Your answer should be the lines below from the one with "for one mobile" to the one with "self.sms_code_expiry_seconds / 60", both included, given again exactly and with nothing added.

Data items
+++
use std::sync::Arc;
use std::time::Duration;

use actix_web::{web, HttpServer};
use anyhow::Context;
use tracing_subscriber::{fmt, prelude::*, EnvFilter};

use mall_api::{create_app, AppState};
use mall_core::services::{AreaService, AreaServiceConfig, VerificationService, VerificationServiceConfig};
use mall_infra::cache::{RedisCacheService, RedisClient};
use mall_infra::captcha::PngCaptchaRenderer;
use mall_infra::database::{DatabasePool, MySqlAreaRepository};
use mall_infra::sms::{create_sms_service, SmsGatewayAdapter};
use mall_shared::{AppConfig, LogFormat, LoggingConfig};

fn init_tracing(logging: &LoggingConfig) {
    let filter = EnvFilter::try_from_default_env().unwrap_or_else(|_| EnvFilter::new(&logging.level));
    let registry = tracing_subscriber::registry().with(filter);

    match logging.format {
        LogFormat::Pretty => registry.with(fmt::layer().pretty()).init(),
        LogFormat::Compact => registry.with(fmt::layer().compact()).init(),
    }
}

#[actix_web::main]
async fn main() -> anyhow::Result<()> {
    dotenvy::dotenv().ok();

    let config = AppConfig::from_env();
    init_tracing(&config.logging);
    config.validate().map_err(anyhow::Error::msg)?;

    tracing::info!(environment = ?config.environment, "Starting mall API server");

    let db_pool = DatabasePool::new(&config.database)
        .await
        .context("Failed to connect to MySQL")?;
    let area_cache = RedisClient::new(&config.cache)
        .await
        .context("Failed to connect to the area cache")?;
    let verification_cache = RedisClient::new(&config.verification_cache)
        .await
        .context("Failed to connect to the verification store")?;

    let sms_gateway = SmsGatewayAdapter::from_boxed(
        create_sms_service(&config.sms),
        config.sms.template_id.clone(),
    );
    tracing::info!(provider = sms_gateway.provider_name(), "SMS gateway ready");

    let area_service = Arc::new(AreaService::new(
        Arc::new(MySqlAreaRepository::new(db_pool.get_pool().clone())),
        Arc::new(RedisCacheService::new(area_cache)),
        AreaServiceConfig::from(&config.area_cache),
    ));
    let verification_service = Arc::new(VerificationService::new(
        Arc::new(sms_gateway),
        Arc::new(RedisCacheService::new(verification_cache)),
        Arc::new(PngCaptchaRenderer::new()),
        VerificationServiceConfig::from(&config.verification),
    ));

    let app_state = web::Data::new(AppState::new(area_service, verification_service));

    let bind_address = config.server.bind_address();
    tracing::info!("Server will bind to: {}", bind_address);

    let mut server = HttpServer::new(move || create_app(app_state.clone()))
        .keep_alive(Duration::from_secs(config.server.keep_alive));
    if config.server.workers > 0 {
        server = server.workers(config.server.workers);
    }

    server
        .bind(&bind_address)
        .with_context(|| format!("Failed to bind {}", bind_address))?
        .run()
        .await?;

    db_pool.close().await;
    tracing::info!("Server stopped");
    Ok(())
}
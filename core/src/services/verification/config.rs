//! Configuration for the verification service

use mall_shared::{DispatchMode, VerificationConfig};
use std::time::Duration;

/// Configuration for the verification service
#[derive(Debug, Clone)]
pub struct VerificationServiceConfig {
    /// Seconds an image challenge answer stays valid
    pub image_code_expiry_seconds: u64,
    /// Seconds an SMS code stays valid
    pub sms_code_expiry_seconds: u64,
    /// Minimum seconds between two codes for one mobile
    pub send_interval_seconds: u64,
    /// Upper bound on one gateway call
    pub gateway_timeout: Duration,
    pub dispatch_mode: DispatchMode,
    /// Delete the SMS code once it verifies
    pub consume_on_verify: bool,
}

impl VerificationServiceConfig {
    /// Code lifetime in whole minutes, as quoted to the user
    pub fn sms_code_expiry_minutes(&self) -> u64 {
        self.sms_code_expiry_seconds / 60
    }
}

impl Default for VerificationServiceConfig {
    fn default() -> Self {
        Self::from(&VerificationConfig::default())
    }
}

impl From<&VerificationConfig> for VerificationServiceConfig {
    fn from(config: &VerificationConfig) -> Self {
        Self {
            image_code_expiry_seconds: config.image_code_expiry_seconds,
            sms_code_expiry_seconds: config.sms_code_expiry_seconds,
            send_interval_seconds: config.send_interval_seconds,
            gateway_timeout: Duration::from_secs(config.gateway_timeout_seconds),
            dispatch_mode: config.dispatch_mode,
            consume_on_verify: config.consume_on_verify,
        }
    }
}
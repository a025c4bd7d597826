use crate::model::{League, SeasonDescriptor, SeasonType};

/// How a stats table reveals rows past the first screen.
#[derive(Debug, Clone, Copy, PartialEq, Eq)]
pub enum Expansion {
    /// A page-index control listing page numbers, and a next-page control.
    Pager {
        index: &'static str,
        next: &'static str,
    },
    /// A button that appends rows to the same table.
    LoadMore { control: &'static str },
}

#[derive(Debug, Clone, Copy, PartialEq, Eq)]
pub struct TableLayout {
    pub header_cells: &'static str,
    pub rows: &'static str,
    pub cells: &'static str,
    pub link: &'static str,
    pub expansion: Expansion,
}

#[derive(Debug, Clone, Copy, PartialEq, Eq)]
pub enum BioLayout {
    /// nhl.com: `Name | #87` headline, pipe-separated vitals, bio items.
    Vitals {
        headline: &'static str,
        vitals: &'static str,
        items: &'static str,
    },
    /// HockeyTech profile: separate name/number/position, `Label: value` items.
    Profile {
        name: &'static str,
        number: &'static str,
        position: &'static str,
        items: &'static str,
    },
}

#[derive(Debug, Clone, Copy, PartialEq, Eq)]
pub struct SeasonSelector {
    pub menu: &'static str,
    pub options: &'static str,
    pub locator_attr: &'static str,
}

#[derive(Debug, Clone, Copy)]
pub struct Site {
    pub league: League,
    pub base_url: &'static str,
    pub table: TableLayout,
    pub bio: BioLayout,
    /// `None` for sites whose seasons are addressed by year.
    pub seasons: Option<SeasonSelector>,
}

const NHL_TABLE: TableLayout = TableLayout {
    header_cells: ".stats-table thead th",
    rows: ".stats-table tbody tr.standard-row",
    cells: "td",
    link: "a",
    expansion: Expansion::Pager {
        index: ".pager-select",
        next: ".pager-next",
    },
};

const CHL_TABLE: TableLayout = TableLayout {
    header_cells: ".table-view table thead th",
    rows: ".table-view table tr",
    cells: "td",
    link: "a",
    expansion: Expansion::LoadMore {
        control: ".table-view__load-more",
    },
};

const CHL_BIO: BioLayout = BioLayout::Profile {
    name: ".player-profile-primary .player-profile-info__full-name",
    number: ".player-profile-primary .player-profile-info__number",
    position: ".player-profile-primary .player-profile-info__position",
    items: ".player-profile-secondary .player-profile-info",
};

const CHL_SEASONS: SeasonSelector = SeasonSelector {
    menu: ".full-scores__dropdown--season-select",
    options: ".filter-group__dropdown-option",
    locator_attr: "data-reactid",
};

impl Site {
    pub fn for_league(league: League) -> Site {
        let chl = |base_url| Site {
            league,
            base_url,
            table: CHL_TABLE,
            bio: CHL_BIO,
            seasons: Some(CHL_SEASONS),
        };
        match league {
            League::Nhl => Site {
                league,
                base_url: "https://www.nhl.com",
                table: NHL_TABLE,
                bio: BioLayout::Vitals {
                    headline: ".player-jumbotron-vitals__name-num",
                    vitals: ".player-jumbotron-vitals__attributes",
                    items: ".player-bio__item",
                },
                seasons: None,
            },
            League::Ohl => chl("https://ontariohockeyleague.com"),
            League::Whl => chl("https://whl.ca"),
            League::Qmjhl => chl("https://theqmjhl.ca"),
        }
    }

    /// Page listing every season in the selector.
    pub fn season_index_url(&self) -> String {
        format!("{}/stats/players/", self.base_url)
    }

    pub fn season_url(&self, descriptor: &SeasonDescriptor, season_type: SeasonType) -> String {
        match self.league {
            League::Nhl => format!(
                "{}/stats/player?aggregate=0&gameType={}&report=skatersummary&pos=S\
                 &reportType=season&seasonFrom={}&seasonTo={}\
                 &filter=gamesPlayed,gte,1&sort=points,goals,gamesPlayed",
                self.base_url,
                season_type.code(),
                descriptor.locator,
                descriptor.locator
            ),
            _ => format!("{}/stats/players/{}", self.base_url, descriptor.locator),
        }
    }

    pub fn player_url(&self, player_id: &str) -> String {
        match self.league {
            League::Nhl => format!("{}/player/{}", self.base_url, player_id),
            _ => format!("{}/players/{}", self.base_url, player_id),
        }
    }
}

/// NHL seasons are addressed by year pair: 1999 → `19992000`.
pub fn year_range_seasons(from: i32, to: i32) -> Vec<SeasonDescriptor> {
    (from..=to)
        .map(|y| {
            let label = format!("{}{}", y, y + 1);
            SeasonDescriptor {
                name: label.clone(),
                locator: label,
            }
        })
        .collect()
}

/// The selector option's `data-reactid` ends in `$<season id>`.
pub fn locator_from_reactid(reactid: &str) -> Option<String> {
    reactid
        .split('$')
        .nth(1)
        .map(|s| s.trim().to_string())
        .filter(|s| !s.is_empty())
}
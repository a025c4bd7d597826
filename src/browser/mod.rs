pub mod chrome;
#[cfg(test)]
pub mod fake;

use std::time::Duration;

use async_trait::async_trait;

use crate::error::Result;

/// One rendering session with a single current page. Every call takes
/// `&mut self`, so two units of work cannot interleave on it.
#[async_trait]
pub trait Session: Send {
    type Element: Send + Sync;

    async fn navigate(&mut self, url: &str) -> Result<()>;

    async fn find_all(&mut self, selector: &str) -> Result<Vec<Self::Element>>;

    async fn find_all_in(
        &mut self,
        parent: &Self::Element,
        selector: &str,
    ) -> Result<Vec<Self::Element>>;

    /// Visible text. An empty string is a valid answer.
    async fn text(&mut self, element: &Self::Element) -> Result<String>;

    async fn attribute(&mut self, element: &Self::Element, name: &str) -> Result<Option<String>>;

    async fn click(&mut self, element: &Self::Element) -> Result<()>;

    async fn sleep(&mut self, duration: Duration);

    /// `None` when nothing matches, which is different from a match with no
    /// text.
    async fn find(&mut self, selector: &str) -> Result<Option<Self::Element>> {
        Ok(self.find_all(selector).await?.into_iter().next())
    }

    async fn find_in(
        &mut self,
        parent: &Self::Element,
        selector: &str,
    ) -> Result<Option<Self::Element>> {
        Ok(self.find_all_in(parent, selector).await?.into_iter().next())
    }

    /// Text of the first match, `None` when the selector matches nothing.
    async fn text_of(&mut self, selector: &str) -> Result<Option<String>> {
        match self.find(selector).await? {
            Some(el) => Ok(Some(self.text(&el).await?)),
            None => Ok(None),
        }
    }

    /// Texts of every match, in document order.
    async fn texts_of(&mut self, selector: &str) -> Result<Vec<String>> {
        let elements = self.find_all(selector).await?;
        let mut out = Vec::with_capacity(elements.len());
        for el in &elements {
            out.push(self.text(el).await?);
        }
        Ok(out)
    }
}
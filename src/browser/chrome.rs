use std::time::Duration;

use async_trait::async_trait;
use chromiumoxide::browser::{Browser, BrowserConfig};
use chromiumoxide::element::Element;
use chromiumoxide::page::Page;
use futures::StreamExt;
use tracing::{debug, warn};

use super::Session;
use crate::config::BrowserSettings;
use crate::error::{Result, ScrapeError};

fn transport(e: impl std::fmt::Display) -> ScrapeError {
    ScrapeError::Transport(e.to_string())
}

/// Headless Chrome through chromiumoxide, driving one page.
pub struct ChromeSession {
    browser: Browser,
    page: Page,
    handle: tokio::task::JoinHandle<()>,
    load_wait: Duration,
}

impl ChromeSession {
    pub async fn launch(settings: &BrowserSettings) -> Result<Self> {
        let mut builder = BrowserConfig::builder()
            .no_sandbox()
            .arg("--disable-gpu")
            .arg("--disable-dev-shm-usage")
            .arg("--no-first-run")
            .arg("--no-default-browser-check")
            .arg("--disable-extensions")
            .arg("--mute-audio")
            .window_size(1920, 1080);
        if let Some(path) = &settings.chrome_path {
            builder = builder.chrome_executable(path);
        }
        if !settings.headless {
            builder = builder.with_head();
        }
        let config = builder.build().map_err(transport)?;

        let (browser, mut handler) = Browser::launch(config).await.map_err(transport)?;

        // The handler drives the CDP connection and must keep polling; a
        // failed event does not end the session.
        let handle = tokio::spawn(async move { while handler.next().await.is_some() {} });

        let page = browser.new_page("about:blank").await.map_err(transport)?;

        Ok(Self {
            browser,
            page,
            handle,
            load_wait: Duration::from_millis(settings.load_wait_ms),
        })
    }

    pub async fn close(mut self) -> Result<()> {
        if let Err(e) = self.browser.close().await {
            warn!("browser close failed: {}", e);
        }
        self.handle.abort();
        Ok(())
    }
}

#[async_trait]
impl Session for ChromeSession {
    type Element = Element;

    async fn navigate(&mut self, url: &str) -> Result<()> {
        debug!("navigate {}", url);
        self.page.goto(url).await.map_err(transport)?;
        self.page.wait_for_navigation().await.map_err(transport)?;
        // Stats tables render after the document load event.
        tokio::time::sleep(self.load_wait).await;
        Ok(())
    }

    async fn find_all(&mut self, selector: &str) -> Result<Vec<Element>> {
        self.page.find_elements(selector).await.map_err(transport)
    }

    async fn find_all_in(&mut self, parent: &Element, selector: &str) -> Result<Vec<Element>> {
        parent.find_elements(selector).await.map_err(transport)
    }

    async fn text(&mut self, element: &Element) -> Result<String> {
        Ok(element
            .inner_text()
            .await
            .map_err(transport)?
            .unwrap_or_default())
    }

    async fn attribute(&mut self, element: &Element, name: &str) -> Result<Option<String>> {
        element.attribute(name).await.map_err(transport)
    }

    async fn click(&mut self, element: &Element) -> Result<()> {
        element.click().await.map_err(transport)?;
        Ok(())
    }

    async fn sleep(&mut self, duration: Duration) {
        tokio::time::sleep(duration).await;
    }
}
+++
● Result of the exercise
    /// Minimum seconds between two codes for one mobile
    pub send_interval_seconds: u64,
    /// Upper bound on one gateway call
    pub gateway_timeout: Duration,
    pub dispatch_mode: DispatchMode,
    /// Delete the SMS code once it verifies
    pub consume_on_verify: bool,
}

impl VerificationServiceConfig {
    /// Code lifetime in whole minutes, as quoted to the user
    pub fn sms_code_expiry_minutes(&self) -> u64 {
        self.sms_code_expiry_seconds / 60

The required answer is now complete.